### [WHAT NEEDS TO BE DONE]
Where the string "fixed" occurs in a line of the entries below, copy that line.

### [RECORDS FOR THE TASK]
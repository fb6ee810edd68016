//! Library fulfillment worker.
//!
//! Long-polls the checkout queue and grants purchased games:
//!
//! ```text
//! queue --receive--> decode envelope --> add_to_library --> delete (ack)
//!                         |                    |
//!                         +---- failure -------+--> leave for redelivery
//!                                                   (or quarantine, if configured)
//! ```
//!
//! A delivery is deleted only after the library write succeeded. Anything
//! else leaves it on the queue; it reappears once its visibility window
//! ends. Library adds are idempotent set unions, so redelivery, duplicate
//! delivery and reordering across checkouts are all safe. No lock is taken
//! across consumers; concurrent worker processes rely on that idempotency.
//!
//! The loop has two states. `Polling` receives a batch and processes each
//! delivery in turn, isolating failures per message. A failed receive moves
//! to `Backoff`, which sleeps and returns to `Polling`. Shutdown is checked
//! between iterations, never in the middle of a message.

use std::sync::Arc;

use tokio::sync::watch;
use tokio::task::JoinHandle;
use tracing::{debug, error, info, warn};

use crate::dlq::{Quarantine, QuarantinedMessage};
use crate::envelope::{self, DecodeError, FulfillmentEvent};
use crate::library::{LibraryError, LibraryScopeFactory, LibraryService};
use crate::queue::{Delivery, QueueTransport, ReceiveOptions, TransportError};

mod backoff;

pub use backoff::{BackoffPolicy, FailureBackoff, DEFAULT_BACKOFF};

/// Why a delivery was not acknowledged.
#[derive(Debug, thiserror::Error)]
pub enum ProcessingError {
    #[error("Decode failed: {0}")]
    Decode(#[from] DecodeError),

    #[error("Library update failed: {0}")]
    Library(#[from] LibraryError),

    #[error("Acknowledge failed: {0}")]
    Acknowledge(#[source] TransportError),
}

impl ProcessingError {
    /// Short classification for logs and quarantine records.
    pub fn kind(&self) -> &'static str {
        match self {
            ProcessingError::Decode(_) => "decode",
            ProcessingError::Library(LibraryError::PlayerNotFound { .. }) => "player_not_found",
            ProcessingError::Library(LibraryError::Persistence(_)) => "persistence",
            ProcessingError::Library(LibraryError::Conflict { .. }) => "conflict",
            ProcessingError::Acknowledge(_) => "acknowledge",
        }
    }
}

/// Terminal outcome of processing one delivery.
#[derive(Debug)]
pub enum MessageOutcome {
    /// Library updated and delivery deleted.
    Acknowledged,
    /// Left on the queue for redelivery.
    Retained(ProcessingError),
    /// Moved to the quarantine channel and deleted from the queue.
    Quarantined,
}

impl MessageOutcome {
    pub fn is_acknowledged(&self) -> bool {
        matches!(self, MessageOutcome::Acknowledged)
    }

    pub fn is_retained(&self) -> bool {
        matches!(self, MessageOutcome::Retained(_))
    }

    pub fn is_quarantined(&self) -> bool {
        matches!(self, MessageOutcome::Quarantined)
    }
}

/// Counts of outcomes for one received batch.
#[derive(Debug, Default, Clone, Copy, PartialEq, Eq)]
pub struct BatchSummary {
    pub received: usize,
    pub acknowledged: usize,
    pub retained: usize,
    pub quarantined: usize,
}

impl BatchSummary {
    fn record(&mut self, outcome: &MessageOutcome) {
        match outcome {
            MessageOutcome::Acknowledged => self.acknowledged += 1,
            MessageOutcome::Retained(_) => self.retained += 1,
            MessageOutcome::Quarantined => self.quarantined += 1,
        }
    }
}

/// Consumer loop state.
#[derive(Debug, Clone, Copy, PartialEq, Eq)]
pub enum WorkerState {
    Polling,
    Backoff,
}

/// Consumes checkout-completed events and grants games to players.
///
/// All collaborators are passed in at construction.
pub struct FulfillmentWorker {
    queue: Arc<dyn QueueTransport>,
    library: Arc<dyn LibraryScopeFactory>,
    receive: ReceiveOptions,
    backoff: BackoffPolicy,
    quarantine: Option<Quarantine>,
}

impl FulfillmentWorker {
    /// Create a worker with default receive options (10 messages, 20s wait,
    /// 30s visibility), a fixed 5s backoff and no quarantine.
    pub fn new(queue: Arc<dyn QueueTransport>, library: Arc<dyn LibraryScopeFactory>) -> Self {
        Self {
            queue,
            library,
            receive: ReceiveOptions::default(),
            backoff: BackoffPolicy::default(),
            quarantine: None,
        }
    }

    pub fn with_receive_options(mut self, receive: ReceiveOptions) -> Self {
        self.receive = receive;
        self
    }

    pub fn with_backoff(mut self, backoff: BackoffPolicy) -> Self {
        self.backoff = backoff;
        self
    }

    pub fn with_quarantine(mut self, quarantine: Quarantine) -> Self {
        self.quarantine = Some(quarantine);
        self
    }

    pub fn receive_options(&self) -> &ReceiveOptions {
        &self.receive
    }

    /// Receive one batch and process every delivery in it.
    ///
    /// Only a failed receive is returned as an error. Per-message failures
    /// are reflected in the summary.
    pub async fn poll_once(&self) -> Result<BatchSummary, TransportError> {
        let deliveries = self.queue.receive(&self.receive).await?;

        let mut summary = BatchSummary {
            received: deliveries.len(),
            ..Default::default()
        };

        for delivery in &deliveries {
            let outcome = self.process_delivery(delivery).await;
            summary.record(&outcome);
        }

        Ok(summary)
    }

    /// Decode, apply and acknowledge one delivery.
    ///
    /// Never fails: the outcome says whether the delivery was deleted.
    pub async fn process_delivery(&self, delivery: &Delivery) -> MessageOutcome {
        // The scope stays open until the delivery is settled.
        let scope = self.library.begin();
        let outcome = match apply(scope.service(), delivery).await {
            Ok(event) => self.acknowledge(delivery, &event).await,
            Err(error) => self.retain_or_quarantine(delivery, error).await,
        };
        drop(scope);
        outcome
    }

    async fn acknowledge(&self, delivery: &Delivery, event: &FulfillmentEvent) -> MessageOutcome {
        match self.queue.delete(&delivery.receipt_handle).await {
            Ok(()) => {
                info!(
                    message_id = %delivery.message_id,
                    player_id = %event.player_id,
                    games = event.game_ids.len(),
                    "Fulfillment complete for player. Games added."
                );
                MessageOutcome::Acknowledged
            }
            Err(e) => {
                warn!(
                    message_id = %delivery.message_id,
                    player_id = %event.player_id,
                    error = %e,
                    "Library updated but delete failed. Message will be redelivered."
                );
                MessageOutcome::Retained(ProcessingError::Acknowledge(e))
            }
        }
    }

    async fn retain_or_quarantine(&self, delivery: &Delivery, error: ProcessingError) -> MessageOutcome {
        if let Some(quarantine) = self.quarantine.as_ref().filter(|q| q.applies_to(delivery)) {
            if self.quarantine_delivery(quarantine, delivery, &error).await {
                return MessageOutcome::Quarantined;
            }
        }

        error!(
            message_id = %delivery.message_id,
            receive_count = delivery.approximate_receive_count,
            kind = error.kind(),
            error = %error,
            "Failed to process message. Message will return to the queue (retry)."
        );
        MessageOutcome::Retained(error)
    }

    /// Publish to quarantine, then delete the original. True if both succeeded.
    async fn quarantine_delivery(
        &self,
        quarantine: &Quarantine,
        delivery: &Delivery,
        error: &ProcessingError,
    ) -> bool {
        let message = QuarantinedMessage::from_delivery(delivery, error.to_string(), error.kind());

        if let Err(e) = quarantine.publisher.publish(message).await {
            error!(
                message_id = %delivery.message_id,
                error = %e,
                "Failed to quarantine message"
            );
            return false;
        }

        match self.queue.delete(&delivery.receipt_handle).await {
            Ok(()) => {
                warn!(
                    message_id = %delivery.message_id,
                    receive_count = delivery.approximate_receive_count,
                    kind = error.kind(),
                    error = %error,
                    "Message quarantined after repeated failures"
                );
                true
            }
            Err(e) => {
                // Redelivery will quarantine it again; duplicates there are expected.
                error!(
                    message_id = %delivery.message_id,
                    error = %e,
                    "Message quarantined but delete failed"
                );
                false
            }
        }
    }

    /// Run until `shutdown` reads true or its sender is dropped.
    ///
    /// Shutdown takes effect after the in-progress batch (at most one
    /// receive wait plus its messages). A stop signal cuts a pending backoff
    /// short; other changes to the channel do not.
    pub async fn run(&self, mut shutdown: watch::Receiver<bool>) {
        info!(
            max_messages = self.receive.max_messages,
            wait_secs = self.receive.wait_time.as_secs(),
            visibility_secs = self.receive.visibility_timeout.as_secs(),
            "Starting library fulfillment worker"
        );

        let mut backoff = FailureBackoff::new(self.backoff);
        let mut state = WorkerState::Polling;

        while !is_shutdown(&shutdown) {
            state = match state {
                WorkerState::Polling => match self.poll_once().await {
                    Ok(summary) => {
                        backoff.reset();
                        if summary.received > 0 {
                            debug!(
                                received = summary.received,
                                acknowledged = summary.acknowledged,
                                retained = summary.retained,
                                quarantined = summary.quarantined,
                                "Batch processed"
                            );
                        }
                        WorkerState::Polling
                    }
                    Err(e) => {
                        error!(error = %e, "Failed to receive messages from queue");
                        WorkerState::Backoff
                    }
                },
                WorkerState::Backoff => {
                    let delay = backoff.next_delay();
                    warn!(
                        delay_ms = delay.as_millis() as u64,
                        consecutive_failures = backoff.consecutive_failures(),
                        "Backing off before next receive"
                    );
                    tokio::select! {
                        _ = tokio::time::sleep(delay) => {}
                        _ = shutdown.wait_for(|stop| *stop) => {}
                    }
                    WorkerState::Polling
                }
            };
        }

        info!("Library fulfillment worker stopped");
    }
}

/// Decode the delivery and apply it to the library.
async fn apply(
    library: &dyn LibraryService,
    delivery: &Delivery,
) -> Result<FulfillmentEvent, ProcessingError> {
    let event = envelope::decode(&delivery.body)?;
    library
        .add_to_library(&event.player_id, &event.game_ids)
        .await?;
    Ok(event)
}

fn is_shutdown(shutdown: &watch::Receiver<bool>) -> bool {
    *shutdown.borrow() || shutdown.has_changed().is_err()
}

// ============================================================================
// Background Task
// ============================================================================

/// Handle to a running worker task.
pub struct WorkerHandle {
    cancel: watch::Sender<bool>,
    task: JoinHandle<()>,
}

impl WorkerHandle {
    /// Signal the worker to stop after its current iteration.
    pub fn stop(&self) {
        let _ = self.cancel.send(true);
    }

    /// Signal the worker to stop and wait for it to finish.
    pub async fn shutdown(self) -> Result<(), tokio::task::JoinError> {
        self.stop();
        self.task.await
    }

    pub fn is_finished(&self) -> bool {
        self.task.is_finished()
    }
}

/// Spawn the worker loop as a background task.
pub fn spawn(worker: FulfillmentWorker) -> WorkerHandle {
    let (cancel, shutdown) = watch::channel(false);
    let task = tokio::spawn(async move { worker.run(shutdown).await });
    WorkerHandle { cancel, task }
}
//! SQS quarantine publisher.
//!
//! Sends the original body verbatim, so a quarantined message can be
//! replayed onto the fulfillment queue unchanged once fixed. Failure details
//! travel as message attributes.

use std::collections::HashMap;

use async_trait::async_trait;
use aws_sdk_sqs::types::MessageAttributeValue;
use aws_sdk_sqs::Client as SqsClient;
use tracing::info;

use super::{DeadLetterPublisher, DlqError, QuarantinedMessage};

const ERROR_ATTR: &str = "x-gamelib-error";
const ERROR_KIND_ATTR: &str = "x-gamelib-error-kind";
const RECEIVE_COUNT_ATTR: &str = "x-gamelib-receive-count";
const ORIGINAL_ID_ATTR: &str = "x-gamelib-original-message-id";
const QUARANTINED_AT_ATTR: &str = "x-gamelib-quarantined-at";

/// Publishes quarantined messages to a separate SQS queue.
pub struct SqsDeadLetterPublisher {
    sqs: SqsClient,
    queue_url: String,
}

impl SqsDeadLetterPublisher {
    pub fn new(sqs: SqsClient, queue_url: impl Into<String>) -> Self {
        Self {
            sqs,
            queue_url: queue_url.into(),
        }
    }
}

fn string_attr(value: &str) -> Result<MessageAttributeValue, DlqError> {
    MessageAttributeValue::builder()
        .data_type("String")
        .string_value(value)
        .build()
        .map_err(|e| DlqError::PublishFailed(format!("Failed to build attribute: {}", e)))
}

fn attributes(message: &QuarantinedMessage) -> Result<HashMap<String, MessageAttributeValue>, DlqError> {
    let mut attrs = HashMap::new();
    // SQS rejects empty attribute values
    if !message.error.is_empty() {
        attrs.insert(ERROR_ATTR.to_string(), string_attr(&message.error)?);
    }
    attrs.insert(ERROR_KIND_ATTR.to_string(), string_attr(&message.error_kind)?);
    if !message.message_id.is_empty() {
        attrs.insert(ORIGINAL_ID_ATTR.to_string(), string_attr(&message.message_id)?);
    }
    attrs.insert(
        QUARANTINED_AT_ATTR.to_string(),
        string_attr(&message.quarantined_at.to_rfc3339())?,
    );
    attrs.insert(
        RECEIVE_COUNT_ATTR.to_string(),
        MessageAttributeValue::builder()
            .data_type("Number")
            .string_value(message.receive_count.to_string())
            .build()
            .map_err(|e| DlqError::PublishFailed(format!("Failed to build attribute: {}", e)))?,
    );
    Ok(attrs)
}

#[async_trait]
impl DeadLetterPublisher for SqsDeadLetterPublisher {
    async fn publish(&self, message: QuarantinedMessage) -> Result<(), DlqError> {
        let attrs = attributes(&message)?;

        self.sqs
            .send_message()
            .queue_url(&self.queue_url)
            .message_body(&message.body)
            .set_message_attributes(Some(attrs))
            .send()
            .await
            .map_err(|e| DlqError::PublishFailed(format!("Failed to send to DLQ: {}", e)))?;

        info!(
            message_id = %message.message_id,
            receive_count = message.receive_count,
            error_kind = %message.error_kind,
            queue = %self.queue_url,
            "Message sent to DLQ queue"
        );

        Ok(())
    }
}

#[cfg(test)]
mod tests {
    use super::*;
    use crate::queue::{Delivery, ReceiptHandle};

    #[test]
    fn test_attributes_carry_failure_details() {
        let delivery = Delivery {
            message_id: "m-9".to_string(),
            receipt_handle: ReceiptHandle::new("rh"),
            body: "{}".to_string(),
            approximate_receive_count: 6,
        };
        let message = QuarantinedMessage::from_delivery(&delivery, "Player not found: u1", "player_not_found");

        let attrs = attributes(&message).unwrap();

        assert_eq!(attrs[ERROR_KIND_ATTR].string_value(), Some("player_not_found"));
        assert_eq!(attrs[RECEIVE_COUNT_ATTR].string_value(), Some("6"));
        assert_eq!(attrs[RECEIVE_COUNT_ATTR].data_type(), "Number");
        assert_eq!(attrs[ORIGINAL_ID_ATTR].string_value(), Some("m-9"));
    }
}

### [ANSWER]
    /// 30s visibility), a fixed 5s backoff and no quarantine.
//! replayed onto the fulfillment queue unchanged once fixed. Failure details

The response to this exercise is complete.